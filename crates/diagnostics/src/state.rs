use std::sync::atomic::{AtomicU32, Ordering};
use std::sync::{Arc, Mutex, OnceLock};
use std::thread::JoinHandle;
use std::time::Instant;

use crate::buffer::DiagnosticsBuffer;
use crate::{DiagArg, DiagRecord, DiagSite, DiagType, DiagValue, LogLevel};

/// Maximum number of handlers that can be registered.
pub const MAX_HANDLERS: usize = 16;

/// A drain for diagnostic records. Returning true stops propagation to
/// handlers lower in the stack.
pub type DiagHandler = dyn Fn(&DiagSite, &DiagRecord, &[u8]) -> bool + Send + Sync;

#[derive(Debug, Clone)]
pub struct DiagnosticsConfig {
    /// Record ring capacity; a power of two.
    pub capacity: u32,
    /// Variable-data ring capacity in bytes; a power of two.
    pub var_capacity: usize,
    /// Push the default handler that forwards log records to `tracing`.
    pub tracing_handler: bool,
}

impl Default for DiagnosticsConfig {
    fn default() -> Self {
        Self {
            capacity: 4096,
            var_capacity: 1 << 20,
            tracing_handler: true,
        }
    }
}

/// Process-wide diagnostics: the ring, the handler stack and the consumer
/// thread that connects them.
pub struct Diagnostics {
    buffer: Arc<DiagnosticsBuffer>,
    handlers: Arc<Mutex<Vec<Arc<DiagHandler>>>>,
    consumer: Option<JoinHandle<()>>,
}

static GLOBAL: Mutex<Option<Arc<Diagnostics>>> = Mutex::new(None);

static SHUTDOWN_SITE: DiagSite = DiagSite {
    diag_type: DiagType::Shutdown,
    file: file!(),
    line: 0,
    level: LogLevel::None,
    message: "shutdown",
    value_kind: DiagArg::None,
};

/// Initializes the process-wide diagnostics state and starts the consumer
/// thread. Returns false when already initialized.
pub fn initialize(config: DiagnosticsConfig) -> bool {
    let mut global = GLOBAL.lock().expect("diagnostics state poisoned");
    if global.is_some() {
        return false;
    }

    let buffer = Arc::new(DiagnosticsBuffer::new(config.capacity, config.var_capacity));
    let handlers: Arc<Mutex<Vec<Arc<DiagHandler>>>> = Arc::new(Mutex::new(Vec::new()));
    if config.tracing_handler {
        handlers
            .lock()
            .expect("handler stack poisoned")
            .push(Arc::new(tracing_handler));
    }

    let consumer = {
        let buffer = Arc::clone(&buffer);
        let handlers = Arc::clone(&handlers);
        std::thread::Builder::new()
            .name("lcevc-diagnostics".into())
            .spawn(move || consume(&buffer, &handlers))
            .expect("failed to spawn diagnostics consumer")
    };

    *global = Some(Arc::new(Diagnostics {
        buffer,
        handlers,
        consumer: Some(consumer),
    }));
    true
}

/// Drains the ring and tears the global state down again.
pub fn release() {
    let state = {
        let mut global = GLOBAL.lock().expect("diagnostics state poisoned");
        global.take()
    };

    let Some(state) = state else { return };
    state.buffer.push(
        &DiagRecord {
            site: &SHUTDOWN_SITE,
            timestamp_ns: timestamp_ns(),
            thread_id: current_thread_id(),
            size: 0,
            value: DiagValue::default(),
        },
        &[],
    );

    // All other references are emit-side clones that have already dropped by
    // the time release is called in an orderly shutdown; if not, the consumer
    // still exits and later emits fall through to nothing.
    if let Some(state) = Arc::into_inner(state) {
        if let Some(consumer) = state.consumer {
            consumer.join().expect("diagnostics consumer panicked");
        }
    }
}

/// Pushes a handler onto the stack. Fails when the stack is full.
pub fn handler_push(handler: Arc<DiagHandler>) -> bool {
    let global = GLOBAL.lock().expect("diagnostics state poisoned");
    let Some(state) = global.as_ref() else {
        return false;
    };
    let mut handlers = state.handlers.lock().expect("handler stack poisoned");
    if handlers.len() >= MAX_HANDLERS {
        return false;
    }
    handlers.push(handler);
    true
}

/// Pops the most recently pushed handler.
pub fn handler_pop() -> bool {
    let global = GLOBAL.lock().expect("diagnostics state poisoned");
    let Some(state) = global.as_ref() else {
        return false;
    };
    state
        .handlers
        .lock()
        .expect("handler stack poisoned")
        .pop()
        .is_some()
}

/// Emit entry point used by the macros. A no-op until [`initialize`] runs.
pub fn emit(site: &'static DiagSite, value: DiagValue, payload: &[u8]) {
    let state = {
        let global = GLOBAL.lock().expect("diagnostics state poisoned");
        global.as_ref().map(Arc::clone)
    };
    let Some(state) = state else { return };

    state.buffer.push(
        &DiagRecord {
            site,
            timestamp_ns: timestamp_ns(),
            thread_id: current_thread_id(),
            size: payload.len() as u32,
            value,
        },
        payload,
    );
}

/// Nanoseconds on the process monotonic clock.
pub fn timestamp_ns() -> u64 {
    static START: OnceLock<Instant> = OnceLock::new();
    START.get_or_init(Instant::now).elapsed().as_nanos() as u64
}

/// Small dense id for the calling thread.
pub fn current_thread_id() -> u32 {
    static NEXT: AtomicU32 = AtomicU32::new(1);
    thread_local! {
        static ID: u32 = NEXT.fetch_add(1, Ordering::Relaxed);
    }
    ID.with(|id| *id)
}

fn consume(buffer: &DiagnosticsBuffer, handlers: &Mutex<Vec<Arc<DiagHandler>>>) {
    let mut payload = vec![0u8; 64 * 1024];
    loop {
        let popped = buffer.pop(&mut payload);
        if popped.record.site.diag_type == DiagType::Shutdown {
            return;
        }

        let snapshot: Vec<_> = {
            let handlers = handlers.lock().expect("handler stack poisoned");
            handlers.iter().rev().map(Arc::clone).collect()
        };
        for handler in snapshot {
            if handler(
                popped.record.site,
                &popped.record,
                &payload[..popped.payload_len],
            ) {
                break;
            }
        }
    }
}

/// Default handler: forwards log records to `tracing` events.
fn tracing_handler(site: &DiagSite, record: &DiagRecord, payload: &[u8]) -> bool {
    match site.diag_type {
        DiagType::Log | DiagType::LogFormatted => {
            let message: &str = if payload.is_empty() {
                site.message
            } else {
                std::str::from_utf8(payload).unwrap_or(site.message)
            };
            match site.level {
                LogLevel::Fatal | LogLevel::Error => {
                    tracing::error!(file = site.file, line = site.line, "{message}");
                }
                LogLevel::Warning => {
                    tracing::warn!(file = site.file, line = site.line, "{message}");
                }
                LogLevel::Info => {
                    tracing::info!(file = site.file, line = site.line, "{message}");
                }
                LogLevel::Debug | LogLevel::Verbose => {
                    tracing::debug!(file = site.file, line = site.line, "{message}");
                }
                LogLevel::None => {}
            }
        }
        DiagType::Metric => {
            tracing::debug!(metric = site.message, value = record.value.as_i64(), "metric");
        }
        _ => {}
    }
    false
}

============

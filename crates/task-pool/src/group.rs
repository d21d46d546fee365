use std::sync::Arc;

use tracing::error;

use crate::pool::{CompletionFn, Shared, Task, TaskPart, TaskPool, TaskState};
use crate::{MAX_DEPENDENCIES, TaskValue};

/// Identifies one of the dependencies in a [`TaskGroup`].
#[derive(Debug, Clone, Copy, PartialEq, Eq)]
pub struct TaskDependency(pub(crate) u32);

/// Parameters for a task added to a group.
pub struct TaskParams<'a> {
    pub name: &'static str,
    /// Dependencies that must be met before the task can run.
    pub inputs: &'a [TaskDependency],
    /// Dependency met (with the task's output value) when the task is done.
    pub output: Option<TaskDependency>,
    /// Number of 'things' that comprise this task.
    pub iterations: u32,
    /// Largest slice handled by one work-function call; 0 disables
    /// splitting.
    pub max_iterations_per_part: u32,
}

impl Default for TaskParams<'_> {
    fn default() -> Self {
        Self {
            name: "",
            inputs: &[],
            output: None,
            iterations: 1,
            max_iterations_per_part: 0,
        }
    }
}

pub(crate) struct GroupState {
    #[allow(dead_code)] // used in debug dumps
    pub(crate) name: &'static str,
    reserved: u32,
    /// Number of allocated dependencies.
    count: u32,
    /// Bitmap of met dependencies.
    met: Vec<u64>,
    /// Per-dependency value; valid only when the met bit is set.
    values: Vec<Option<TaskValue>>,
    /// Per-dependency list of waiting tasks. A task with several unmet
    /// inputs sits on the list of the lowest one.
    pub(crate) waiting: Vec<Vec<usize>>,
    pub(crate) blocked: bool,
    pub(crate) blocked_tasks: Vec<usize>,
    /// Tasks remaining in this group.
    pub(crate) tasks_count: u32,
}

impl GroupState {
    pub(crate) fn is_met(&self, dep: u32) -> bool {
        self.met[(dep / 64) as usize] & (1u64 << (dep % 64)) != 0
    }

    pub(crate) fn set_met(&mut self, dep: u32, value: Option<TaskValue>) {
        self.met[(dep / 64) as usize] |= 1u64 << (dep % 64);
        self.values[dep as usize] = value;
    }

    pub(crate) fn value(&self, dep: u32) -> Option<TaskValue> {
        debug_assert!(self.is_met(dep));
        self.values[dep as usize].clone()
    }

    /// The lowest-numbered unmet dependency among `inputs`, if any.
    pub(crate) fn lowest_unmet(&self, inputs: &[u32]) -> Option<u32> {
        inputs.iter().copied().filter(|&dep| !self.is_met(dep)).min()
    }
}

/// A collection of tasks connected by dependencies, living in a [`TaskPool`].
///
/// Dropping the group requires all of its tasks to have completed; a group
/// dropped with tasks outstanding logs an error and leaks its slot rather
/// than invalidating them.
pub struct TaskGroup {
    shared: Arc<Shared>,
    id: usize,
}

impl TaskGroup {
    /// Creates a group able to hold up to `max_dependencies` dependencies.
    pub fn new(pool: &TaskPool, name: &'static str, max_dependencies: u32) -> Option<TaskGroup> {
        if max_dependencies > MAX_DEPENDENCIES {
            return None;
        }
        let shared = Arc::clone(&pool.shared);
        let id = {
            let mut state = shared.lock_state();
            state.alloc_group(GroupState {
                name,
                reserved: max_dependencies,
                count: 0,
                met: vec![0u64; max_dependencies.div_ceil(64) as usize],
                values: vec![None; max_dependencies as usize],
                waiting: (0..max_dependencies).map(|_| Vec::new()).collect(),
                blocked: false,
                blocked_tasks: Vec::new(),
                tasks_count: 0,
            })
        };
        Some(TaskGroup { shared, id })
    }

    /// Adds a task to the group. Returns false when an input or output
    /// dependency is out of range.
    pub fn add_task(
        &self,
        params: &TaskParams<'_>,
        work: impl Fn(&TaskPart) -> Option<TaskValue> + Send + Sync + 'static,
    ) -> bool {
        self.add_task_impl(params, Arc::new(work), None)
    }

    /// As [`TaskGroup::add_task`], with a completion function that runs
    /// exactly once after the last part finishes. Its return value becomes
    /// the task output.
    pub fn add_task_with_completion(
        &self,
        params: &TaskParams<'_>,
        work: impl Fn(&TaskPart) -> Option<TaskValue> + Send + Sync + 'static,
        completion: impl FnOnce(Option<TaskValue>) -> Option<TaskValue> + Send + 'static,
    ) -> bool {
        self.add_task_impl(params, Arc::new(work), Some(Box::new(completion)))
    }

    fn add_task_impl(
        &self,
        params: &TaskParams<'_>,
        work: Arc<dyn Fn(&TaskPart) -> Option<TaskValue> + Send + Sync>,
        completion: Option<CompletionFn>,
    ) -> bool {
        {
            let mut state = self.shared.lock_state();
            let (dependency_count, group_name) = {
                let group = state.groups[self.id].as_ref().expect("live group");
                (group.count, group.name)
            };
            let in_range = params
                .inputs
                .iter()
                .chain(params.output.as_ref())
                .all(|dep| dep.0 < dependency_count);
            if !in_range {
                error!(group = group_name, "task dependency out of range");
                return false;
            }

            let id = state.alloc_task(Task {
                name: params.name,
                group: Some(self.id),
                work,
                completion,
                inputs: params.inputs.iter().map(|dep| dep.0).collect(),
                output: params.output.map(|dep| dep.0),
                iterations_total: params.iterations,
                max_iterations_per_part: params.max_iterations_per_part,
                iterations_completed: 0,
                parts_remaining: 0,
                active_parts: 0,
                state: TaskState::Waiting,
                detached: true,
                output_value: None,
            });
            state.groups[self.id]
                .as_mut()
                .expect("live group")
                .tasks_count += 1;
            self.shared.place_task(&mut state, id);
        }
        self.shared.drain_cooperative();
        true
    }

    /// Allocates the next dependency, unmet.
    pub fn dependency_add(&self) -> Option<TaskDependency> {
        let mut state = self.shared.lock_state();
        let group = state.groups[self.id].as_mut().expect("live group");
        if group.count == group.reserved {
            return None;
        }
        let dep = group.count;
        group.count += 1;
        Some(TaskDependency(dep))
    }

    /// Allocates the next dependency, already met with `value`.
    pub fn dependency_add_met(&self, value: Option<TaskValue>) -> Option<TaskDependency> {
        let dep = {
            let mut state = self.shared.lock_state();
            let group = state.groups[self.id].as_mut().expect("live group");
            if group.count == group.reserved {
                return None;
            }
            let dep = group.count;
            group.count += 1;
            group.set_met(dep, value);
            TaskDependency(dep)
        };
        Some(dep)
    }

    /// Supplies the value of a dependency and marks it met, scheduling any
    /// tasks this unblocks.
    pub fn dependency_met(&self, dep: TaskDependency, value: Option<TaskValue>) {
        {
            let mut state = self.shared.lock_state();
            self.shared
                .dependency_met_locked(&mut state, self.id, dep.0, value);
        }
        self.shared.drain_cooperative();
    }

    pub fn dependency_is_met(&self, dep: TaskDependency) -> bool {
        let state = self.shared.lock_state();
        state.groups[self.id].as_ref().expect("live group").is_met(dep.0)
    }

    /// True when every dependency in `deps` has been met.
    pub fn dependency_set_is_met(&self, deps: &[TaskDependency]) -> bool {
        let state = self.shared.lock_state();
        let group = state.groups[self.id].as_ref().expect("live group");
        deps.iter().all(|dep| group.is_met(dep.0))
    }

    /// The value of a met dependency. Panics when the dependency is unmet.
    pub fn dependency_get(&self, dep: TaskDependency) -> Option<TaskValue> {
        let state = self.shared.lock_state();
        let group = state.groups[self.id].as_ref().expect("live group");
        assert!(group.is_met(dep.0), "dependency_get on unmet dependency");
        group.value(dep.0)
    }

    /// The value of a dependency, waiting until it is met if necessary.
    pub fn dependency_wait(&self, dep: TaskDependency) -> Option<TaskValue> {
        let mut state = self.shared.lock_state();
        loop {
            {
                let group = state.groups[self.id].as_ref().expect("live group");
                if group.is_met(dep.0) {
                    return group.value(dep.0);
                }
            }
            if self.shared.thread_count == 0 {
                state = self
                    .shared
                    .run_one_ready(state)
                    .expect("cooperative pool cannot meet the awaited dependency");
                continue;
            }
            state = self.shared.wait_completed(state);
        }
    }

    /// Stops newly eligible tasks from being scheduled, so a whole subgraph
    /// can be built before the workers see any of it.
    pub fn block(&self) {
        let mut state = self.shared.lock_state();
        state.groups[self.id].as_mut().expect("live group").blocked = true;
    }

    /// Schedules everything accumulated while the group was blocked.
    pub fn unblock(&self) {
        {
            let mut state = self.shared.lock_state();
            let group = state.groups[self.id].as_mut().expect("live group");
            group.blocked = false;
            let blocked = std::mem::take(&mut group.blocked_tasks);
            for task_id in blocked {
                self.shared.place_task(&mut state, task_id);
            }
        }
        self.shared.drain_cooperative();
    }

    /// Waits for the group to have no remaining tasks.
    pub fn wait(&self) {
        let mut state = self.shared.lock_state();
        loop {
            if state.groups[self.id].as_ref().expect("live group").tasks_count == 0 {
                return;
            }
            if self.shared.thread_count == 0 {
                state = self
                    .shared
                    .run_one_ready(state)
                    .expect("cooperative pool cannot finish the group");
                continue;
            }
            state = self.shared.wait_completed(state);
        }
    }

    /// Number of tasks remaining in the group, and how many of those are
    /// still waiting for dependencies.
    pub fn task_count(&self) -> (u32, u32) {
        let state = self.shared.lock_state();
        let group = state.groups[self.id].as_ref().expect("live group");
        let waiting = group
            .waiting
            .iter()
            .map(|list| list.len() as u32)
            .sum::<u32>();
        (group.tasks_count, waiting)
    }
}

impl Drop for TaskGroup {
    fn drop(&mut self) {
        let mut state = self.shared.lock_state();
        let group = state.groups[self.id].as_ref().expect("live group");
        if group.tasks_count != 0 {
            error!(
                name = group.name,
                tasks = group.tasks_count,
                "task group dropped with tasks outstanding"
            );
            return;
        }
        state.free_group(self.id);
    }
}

============

All that is wanted is the number of lines in the records that include the string "forwards".

2